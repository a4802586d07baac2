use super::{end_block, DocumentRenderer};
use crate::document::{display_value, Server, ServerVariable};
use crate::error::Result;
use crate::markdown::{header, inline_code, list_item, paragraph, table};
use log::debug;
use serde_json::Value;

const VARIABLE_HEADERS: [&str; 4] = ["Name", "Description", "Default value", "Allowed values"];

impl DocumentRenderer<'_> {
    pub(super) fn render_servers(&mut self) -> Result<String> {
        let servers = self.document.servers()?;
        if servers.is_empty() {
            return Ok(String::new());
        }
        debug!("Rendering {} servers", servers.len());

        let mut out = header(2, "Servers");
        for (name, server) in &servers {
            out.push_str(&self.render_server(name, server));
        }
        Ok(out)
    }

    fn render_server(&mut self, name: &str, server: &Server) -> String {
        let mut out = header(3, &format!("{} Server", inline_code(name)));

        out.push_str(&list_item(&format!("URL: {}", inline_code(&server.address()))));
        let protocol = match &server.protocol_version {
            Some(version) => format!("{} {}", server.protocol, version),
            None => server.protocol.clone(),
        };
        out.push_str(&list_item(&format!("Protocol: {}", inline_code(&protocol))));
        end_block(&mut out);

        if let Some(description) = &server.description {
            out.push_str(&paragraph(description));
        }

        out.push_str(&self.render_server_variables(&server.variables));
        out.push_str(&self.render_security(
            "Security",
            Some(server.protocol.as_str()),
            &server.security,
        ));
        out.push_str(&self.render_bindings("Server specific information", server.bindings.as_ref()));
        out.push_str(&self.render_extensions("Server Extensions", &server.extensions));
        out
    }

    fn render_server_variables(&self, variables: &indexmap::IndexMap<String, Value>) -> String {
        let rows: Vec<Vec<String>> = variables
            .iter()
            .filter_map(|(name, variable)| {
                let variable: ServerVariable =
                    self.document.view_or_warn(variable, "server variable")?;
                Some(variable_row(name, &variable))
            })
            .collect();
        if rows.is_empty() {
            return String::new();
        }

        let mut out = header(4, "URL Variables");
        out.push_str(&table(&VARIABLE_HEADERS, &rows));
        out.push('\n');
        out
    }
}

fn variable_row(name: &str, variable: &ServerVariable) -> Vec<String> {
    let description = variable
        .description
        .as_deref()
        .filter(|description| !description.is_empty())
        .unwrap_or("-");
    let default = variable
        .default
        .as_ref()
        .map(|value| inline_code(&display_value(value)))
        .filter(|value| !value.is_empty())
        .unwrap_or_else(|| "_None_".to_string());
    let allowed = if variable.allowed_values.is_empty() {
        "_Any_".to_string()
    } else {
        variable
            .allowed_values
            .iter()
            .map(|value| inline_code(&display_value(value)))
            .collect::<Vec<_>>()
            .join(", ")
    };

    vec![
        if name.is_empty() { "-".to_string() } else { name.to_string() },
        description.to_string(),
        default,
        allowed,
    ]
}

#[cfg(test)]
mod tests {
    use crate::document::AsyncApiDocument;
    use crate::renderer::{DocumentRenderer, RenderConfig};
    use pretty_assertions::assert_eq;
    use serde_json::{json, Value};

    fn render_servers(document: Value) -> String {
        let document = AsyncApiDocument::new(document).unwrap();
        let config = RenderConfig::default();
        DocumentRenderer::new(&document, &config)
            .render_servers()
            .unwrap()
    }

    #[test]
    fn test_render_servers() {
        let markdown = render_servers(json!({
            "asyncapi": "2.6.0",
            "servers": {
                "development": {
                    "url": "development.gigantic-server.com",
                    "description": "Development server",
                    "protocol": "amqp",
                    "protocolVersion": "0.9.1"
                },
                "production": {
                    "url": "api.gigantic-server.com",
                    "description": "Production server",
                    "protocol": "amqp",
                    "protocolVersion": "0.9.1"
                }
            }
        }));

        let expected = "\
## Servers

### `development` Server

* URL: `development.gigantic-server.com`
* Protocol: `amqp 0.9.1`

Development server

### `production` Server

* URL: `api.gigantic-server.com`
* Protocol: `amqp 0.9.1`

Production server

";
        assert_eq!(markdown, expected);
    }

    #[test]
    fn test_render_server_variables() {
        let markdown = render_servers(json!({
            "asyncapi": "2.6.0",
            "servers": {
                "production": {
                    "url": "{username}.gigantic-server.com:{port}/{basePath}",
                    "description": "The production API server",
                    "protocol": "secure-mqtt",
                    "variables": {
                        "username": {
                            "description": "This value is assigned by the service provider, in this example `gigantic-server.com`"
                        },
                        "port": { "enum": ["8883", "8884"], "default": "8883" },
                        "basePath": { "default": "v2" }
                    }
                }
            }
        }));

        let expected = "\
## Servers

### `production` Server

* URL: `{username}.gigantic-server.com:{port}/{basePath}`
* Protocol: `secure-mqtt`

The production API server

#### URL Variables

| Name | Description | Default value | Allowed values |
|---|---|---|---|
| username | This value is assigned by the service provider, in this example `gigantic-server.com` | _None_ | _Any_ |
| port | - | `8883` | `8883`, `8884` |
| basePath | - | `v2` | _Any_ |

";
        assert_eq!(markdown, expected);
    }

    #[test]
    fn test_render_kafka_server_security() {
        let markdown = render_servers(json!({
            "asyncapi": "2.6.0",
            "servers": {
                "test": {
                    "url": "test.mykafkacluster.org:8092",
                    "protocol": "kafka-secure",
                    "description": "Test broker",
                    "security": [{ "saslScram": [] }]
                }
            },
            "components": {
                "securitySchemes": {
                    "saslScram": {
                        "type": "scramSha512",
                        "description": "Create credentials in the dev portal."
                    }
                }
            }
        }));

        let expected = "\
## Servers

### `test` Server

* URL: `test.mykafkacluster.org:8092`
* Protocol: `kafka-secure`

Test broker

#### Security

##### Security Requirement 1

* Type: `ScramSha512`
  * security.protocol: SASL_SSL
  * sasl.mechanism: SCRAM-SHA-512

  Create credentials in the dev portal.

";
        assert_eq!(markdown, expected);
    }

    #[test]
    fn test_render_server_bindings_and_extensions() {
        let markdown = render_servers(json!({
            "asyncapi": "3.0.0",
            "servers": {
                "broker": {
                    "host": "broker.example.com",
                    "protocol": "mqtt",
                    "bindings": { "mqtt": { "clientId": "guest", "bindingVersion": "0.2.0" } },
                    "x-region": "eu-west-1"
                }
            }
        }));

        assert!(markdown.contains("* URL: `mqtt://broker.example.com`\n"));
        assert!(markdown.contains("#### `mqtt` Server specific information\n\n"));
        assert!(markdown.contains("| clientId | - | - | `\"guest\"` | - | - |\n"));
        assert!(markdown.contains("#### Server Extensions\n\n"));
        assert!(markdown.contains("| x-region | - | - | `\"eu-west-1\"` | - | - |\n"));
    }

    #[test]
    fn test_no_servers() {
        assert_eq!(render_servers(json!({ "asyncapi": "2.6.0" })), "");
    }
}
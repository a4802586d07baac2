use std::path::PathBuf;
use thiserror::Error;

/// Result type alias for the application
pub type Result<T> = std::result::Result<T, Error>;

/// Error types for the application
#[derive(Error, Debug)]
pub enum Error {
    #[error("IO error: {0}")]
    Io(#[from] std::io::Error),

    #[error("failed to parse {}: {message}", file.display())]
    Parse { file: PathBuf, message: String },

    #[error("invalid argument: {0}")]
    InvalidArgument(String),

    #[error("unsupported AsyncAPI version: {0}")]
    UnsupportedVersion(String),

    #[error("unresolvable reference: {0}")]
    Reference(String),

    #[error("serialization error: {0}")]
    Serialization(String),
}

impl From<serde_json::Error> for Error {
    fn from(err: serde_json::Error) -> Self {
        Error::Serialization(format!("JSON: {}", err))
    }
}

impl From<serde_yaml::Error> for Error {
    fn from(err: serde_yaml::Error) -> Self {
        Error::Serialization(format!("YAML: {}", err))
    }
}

== Work instruction ==
All lines in the records above with "credentials" need to be found and copied.

== Written answer ==
                        "description": "Create credentials in the dev portal."
  Create credentials in the dev portal.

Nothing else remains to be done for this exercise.